European research ministers and the European Commission have given the go-ahead to three new European energy research infrastructures, including a concentrated solar plant in Spain.

The announcement at the Infrastructures for Energy Research conference in Brussels, Belgium, also included a wind research facility in Denmark and a nuclear research reactor in Belgium.

All are part of the updated European Strategy Forum on Research Infrastructures (ESFRI) roadmap, which is scheduled for publication before the end of the year. Under the newly launched Innovation Union initiative, the EU has set itself the challenge of launching 60% of the research infrastructures identified by ESFRI by 2015.

The project in Spain is called EU-SOLARIS and is based at the Advanced Technology Centre for Renewable Energies (CTAER) in the Desert of Tabernas in Almería, southeastern Spain. The site’s annual insolation of 1,900 kWh/m2 (kilowatt hours per square meter) makes it ideal for an infrastructure project designed to take concentrated solar power technology to the next level.

Concentrated solar power uses reflectors to concentrate the sun’s rays onto a receiver, where the thermal energy is converted into electricity. New scientific and technological developments require experimental demonstration of the suitability, durability, reproducibility, efficiency and competitiveness of concentrated solar power technology that is designed for large-scale deployment.

The EU-SOLARIS facility will fill the gap from theory or lab-scale tests to a demonstration plant of almost commercial size. The EU-SOLARIS project will cost around EUR 80 million.

“Developing world-class research infrastructure in Europe, by pooling resources at EU level, is an important objective of the Innovation Union. These facilities will enable groundbreaking research and innovation and ultimately they could help to secure the EU’s future energy supply," commented the European Commissioner for Research, Innovation and Science, Máire Geoghegan-Quinn.

“We need to bring research, technology, industry and market implementation closer together and that is the purpose of the European Strategic Energy Technology Plan.”

ESFRI, the European Strategy Forum on Research Infrastructures, is a strategic instrument to develop the scientific integration of Europe and to strengthen its international outreach. The competitive and open access to high quality Research Infrastructures supports and benchmarks the quality of the activities of European scientists, and attracts the best researchers from around the world.

 

ec.europa.eu/index_en.htm

 

The mission of ESFRI is to support a coherent and strategy-led approach to policy-making on research infrastructures in Europe, and to facilitate multilateral initiatives leading to the better use and development of research infrastructures, at EU and international level.

ESFRI’s delegates are nominated by the Research Ministers of the Member and Associate Countries, and include a representative of the Commission, working together to develop a joint vision and a common strategy. This strategy aims at overcoming the limits due to fragmentation of individual policies and provides Europe with the most up-to-date Research Infrastructures, responding to the rapidly evolving Science frontiers, advancing also the knowledge-based technologies and their extended use.

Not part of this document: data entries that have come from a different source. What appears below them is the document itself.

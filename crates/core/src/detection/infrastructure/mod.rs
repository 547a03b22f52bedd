pub mod backend;
pub mod onnx_blazeface_detector;
use std::time::Instant;

/// Observer for frame loop events.
///
/// Keeps the loop free of output concerns: the CLI logs throughput, the
/// desktop shell and tests stay silent.
pub trait LoopLogger: Send {
    /// A tick passed while the model was still loading.
    fn idle_tick(&mut self);

    /// One inference finished.
    fn inference(&mut self, duration_ms: f64, faces: usize);

    /// Log a human-readable status message.
    fn info(&mut self, message: &str);

    /// Emit an end-of-loop summary. Default: no-op.
    fn summary(&self) {}
}

/// Silent logger that discards all events.
pub struct NullLoopLogger;

impl LoopLogger for NullLoopLogger {
    fn idle_tick(&mut self) {}
    fn inference(&mut self, _duration_ms: f64, _faces: usize) {}
    fn info(&mut self, _message: &str) {}
}

/// Logger that reports throttled throughput through `log` and a summary
/// when the loop stops.
///
/// Keeps running totals only; the loop may run for the life of the process.
pub struct LogLoopLogger {
    throttle_frames: usize,
    frames: usize,
    total_ms: f64,
    max_ms: f64,
    frames_with_faces: usize,
    idle_ticks: usize,
    started: Option<Instant>,
}

impl LogLoopLogger {
    pub fn new(throttle_frames: usize) -> Self {
        Self {
            throttle_frames: throttle_frames.max(1),
            frames: 0,
            total_ms: 0.0,
            max_ms: 0.0,
            frames_with_faces: 0,
            idle_ticks: 0,
            started: None,
        }
    }

    pub fn frames(&self) -> usize {
        self.frames
    }

    pub fn idle_ticks(&self) -> usize {
        self.idle_ticks
    }

    /// Returns the formatted summary string, or `None` if no frame was processed.
    pub fn summary_string(&self) -> Option<String> {
        if self.frames == 0 {
            return None;
        }

        let frames = self.frames;
        let total_ms = self.total_ms;
        let avg_ms = total_ms / frames as f64;
        let max_ms = self.max_ms;

        let mut lines = vec![
            format!("Frame loop summary ({frames} frames, {} idle ticks):", self.idle_ticks),
            format!("  inference: avg {avg_ms:6.1}ms  max {max_ms:6.1}ms  total {total_ms:7.0}ms"),
            format!("  frames with a face: {}", self.frames_with_faces),
        ];

        if let Some(started) = self.started {
            let elapsed = started.elapsed().as_secs_f64();
            if elapsed > 0.0 {
                lines.push(format!("  Throughput: {:.1} fps", frames as f64 / elapsed));
            }
        }

        Some(lines.join("\n"))
    }
}

impl Default for LogLoopLogger {
    fn default() -> Self {
        Self::new(60)
    }
}

impl LoopLogger for LogLoopLogger {
    fn idle_tick(&mut self) {
        self.idle_ticks += 1;
    }

    fn inference(&mut self, duration_ms: f64, faces: usize) {
        let started = *self.started.get_or_insert_with(Instant::now);
        self.frames += 1;
        self.total_ms += duration_ms;
        self.max_ms = self.max_ms.max(duration_ms);
        if faces > 0 {
            self.frames_with_faces += 1;
        }

        let frames = self.frames;
        if frames % self.throttle_frames == 0 {
            let secs = started.elapsed().as_secs_f64();
            let fps = if secs > 0.0 { frames as f64 / secs } else { 0.0 };
            log::info!("Processed {frames} frames ({fps:.1} fps), last inference {duration_ms:.1}ms, {faces} faces");
        }
    }

    fn info(&mut self, message: &str) {
        log::info!("{message}");
    }

    fn summary(&self) {
        if let Some(text) = self.summary_string() {
            log::info!("\n\n{text}");
        }
    }
}
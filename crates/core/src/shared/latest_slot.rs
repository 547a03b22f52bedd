use std::sync::atomic::{AtomicU64, Ordering};
use std::sync::{Arc, Mutex};

/// Single-slot cell holding the most recently published value.
///
/// One writer replaces the value wholesale; readers clone the `Arc` at
/// their own pace. The version counter lets a reader skip work when
/// nothing changed since its last look.
#[derive(Debug)]
pub struct LatestSlot<T> {
    value: Mutex<Option<Arc<T>>>,
    version: AtomicU64,
}

impl<T> LatestSlot<T> {
    pub fn new() -> Self {
        Self {
            value: Mutex::new(None),
            version: AtomicU64::new(0),
        }
    }

    /// Replace the held value. The previous value is dropped once no reader holds it.
    pub fn publish(&self, value: T) {
        self.publish_arc(Arc::new(value));
    }

    /// Like [`publish`](Self::publish) for values that are already shared.
    pub fn publish_arc(&self, value: Arc<T>) {
        let mut guard = self.value.lock().unwrap_or_else(|e| e.into_inner());
        *guard = Some(value);
        self.version.fetch_add(1, Ordering::Release);
    }

    pub fn latest(&self) -> Option<Arc<T>> {
        self.value
            .lock()
            .unwrap_or_else(|e| e.into_inner())
            .clone()
    }

    /// Number of publishes so far; 0 means nothing was ever published.
    pub fn version(&self) -> u64 {
        self.version.load(Ordering::Acquire)
    }

    /// Returns the value only if it was published after `seen`.
    pub fn latest_since(&self, seen: u64) -> Option<(u64, Arc<T>)> {
        let guard = self.value.lock().unwrap_or_else(|e| e.into_inner());
        let version = self.version.load(Ordering::Acquire);
        if version == seen {
            return None;
        }
        guard.clone().map(|v| (version, v))
    }
}

impl<T> Default for LatestSlot<T> {
    fn default() -> Self {
        Self::new()
    }
}

#[cfg(test)]
mod tests {
    use super::*;

    #[test]
    fn test_empty_slot() {
        let slot: LatestSlot<u32> = LatestSlot::new();
        assert!(slot.latest().is_none());
        assert_eq!(slot.version(), 0);
        assert!(slot.latest_since(0).is_none());
    }

    #[test]
    fn test_publish_replaces_previous_value() {
        let slot = LatestSlot::new();
        slot.publish(vec![1, 2]);
        slot.publish(vec![3]);
        assert_eq!(*slot.latest().unwrap(), vec![3]);
        assert_eq!(slot.version(), 2);
    }

    #[test]
    fn test_latest_since_skips_unchanged() {
        let slot = LatestSlot::new();
        slot.publish(10);
        let (seen, value) = slot.latest_since(0).unwrap();
        assert_eq!(*value, 10);
        assert!(slot.latest_since(seen).is_none());
        slot.publish(11);
        let (_, value) = slot.latest_since(seen).unwrap();
        assert_eq!(*value, 11);
    }

    #[test]
    fn test_reader_keeps_old_value_alive_after_replace() {
        let slot = LatestSlot::new();
        slot.publish(String::from("old"));
        let held = slot.latest().unwrap();
        slot.publish(String::from("new"));
        assert_eq!(held.as_str(), "old");
        assert_eq!(slot.latest().unwrap().as_str(), "new");
        assert_eq!(Arc::strong_count(&held), 1);
    }

    #[test]
    fn test_publish_from_another_thread() {
        let slot = Arc::new(LatestSlot::new());
        let writer = slot.clone();
        std::thread::spawn(move || {
            for i in 0..100 {
                writer.publish(i);
            }
        })
        .join()
        .unwrap();
        assert_eq!(*slot.latest().unwrap(), 99);
        assert_eq!(slot.version(), 100);
    }
}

Since it was formed in 2002 at the behest of the European Council, ESFRI has witnessed significant advances towards unity and international impact in the field of research infrastructures. The publication of the first Roadmap for pan-European research infrastructures in 2006, and its update in 2008 was a key contributing factor, and several projects are now entering the realization phase. The Forum is determined to sustain the momentum in the implementation of the projects on the Roadmap, to expand the outreach to those scientific fields which are still evolving their conceptual approach in this direction, and to increase the involvement of all Countries by developing ad-hoc Regional policies. A further update of the ESFRI Roadmap, focusing on Energy, Food and Biology, will be published at the end of 2010, to coincide with a Conference to be held under the Belgian Presidency of the EU.

To keep Europe at the rapidly evolving forefront of science and technology, and to increase the capacity to meet the needs of the EU and World scientific community, much remains to be done: ESFRI looks forward to the challenging times ahead.